ThatInternetGuy t1_j6300ue wrote

Stable Diffusion is made up of a VAE image encoder, CLIP text encoder, U-Net which was trained in a transformer/diffusion process.

GAN-based text2image is made up mainly of ResNet which was trained using a generator+discriminator process.

IMO, you're looking for differences between U-Net and ResNet. There are a few differences:

  • Training a ResNet in that fashion is much more unpredictable.
  • With ResNet, you have to code a good custom discriminator (the component that scores the output images) for your specific model. With U-NET, the diffusion process will take care of all by itself.
  • ResNet output is limited to 128x128. (Maybe scalable tho)
  • Scaling a ResNet doesn't necessarily make it more capable; its performance doesn't scale up to the amount of training data. A U-Net can scale as big as the VRAM allows and will take advantage of more training data.

For the big guys, really, they need that last bullet point. They want a model that can scale up with the amount of training data so that they can just throw more powerful hardware to achieve more competitive results. A GAN can cost several thousand dollars to train and that would hit its performance ceiling too soon. A Latent Diffusion model can cost as much as you can afford and its performance will gradually improve with more resources thrown at it.


ThatInternetGuy t1_j3ejkr3 wrote

To be honest, even though I've coded in many ML code repos and I did well in college math, but this video outline looks like an alien language to me. Tangent kernel, kernel regime (is AI getting into the politics?), punchline for Matrix Theory (who's trying to get a date here?), etc.


ThatInternetGuy t1_j0psch8 wrote

I think a more plausible scenario would be some madman creating the AI to take over the world, believing he could later assert control over the AI and servers all across the world. Sounds illogical at first, but since the invention of the personal computer, we have seen millions of man-made computer viruses.


ThatInternetGuy t1_j0oke4w wrote

>Why attack servers?

Because you can connect to servers via their IP addresses, and they have open ports. Windows PCs sit behind NAT, so you can't really connect to them, although it may be possible to hack all the home routers then open up a gateway to attack the local machines.

Another reason I brought that up is because the internet servers are the infrastructure behind banking, flight system, communication, etc. So the impact could be far-reaching than to infect home computers.


ThatInternetGuy t1_j0o9wut wrote

The most realistic scenario of an AI attack is definitely hacking the internet servers. It works the same way computer a virus spreads.

The AI already has source code data on most systems. Theoretically, it could find a security vulnerability that could be remotely exploited.
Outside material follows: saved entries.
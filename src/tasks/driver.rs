use std::collections::BTreeSet;
use std::path::{Path, PathBuf};
use std::time::Duration;

use anyhow::Result;
use tokio::select;
use tokio::sync::mpsc::{Receiver, Sender};
use tokio::time::{Instant, sleep_until};
use tokio_util::sync::CancellationToken;
use tracing::{debug, error, info, warn};

use crate::builder::load_scheduler;
use crate::catalog::ScreenCatalog;
use crate::config::Configuration;
use crate::error::ScheduleError;
use crate::events::{DriverCommand, DriverEvent};
use crate::feeds::required_feeds;
use crate::registry::RegistrySource;
use crate::schedule::ScreenScheduler;

#[derive(Debug, Clone)]
pub struct DriverOptions {
    pub dwell: Duration,
    pub idle_retry: Duration,
    pub skip_screens: BTreeSet<String>,
}

impl From<&Configuration> for DriverOptions {
    fn from(cfg: &Configuration) -> Self {
        Self {
            dwell: cfg.dwell,
            idle_retry: cfg.idle_retry,
            skip_screens: cfg.skip_screens.iter().cloned().collect(),
        }
    }
}

/// Owns the scheduler and paces the rotation.
///
/// Rules:
/// - Build the scheduler from `schedule_path` at startup; without one, idle and retry.
/// - Each cycle takes a fresh registry snapshot and polls once; a hit is presented for
///   `dwell`, a miss backs off for `idle-retry`.
/// - `Reload` rebuilds in place of the current scheduler; a failed rebuild keeps the old one.
/// - `Skip` ends the current dwell early and the next pick steps past the last shown screen
///   and the configured skip screens.
pub async fn run<S>(
    schedule_path: PathBuf,
    catalog: ScreenCatalog,
    mut source: S,
    options: DriverOptions,
    mut commands: Receiver<DriverCommand>,
    events: Sender<DriverEvent>,
    cancel: CancellationToken,
) -> Result<()>
where
    S: RegistrySource,
{
    let mut state = DriverState::default();
    if let Some(loaded) = state.reload(&schedule_path, &catalog) {
        if !emit(&events, loaded).await {
            return Ok(());
        }
    }
    let mut commands_open = true;

    'rotation: loop {
        let (event, wait) = state.next_cycle(&mut source, &options);
        if !emit(&events, event).await {
            break;
        }

        let deadline = Instant::now() + wait;
        loop {
            select! {
                _ = cancel.cancelled() => break 'rotation,
                _ = sleep_until(deadline) => break,
                cmd = commands.recv(), if commands_open => match cmd {
                    Some(DriverCommand::Skip) => {
                        info!("skip requested");
                        state.skip_pending = true;
                        break;
                    }
                    Some(DriverCommand::Reload) => {
                        if let Some(loaded) = state.reload(&schedule_path, &catalog) {
                            if !emit(&events, loaded).await {
                                break 'rotation;
                            }
                        }
                    }
                    None => {
                        debug!("command channel closed");
                        commands_open = false;
                    }
                },
            }
        }
    }

    Ok(())
}

#[derive(Default)]
struct DriverState {
    scheduler: Option<ScreenScheduler>,
    last_shown: Option<String>,
    skip_pending: bool,
}

impl DriverState {
    /// Polls once and reports what happened plus how long to wait before the next cycle.
    fn next_cycle<S: RegistrySource>(
        &mut self,
        source: &mut S,
        options: &DriverOptions,
    ) -> (DriverEvent, Duration) {
        let skip = std::mem::take(&mut self.skip_pending);
        let Some(scheduler) = self.scheduler.as_mut() else {
            warn!(
                retry_secs = options.idle_retry.as_secs_f64(),
                "no schedule available; sleeping"
            );
            return (DriverEvent::Idle, options.idle_retry);
        };

        let picked = {
            let registry = source.snapshot(scheduler.requested_ids());
            let definition = if skip {
                let mut avoided = options.skip_screens.clone();
                avoided.extend(self.last_shown.iter().cloned());
                scheduler.poll_skipping(&registry, &avoided)
            } else {
                scheduler.poll(&registry)
            };
            definition.map(|definition| definition.id.clone())
        };

        match picked {
            Some(id) => {
                info!(screen = %id, "presenting screen");
                self.last_shown = Some(id.clone());
                (DriverEvent::Presented(id), options.dwell)
            }
            None => {
                info!(
                    retry_secs = options.idle_retry.as_secs_f64(),
                    "no eligible screens available; sleeping"
                );
                (DriverEvent::Idle, options.idle_retry)
            }
        }
    }

    /// Rebuilds the scheduler. Returns the load event on success.
    fn reload(&mut self, path: &Path, catalog: &ScreenCatalog) -> Option<DriverEvent> {
        let scheduler = match load_scheduler(path, catalog) {
            Ok(scheduler) => scheduler,
            Err(ScheduleError::Io(err)) => {
                warn!(path = %path.display(), "could not load schedule configuration: {err}");
                return None;
            }
            Err(err) => {
                error!(path = %path.display(), "invalid schedule configuration: {err}");
                return None;
            }
        };

        let nodes = scheduler.node_count();
        let feeds = required_feeds(scheduler.requested_ids().iter().map(String::as_str));
        info!(nodes, ?feeds, "loaded schedule configuration");
        self.scheduler = Some(scheduler);
        self.last_shown = None;
        self.skip_pending = false;
        Some(DriverEvent::ScheduleLoaded { nodes, feeds })
    }
}

async fn emit(events: &Sender<DriverEvent>, event: DriverEvent) -> bool {
    if events.send(event).await.is_err() {
        warn!("driver event channel closed");
        return false;
    }
    true
}
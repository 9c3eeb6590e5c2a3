pub mod builder;
pub mod catalog;
pub mod config;
pub mod document;
pub mod error;
pub mod events;
pub mod feeds;
pub mod registry;
pub mod schedule;
pub mod watch;
pub mod tasks {
    pub mod driver;
}

pub use builder::{build_scheduler, load_scheduler};
pub use catalog::ScreenCatalog;
pub use error::ScheduleError;
pub use registry::{ScreenDefinition, ScreenRegistry};
pub use schedule::{AlternateSchedule, ScheduleEntry, ScreenScheduler};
Such an exploit would grant the AI access to inject a virus binary which will promptly run and start infecting other servers both on the local network and over the internet through similar remote shell exploits. Within hours, half of the internet servers would be compromised, running a variant of the AI virus. This effectively creates the largest botnet controlled by the AI.

We need a real contingency plan for this scenario where most internet servers get infected within hours. How do we start patching and cleaning the servers as fast as we could, so that there's minimal interruption to our lives?

Good thing is that most internet servers lack a discrete GPU, so it may be not practical for the AI to run itself on general internet servers, so a contingency plan would be prioritizing GPU-connected servers. Shutting all of them down promptly, disconnecting the network, and reformatting everything.

However, there's definitely a threat that the AI gains access to some essential GitHub repositories and starts quietly injecting exploits in those npm and pip packages, essentially making its attack long-lasting and recurring long after the initial attack.


ThatInternetGuy t1_j0531rq wrote

Everyone should work within their own limits (personally 3 days a week, 5 hours a day), and in a job they love.

That's an ideal life until you need a doctor at 3 AM in the morning, because everyone's doing their job 5 hours a day, 3 days a week, and docs wouldn't be working at 3 AM in the morning.


ThatInternetGuy t1_iy777n6 wrote

About $500,000.

However, if the dataset was carefully filtered, you could bring the cost down to $120,000.

Most people can only afford to finetune it with less than 10 hours of A100, which would cost less than $50. This approach is probably better for most people.


ThatInternetGuy t1_iw5seho wrote

It was just yesterday. Not a custom neural net. It's just taking different neural networks, arranging them in particular orders, and training them.

The last time I coded a neural net from scratch was some 10 years ago when I coded a Genetic Algorithm and Backpropagation Neural Network. Suffice it to say, the AI field has come a long way since.


ThatInternetGuy t1_iummggq wrote

It's not that worth it.

People with RTX cards will often rent cloud GPU instances for training when inference/training requires more than 24GB VRAM which it often does. Also, sometimes we just need to shorten the training time with 8x A100 so... yeah renting seems to be the only way to go.